_RECORDS SHOWN_.
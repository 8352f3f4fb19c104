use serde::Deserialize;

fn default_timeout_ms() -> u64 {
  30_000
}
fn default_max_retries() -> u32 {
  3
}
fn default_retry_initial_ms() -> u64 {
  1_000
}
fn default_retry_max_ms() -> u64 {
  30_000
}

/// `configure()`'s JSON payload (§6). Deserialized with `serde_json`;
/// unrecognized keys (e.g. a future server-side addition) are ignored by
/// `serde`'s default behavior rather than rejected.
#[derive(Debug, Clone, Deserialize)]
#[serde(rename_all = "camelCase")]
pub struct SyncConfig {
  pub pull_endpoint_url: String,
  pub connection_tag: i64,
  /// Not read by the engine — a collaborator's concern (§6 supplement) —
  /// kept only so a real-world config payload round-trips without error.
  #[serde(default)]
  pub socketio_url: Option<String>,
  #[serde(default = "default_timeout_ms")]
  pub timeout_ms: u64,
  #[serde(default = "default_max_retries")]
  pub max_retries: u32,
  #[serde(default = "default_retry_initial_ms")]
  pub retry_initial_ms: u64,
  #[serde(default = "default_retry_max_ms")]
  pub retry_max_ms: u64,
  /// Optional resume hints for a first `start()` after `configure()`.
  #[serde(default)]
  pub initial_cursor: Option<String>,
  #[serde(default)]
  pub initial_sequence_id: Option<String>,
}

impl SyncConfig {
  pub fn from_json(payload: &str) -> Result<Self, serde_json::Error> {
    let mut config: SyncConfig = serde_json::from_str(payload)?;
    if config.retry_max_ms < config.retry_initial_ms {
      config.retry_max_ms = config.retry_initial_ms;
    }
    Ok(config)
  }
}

_EXERCISE_.
Return verbatim each line from the one that mentions "pub fn from_json(payload: &str)" to the end of the entries, inclusive.

_ANSWER FOR THE TASK_.
  pub fn from_json(payload: &str) -> Result<Self, serde_json::Error> {
    let mut config: SyncConfig = serde_json::from_str(payload)?;
    if config.retry_max_ms < config.retry_initial_ms {
      config.retry_max_ms = config.retry_initial_ms;
    }
    Ok(config)
  }
}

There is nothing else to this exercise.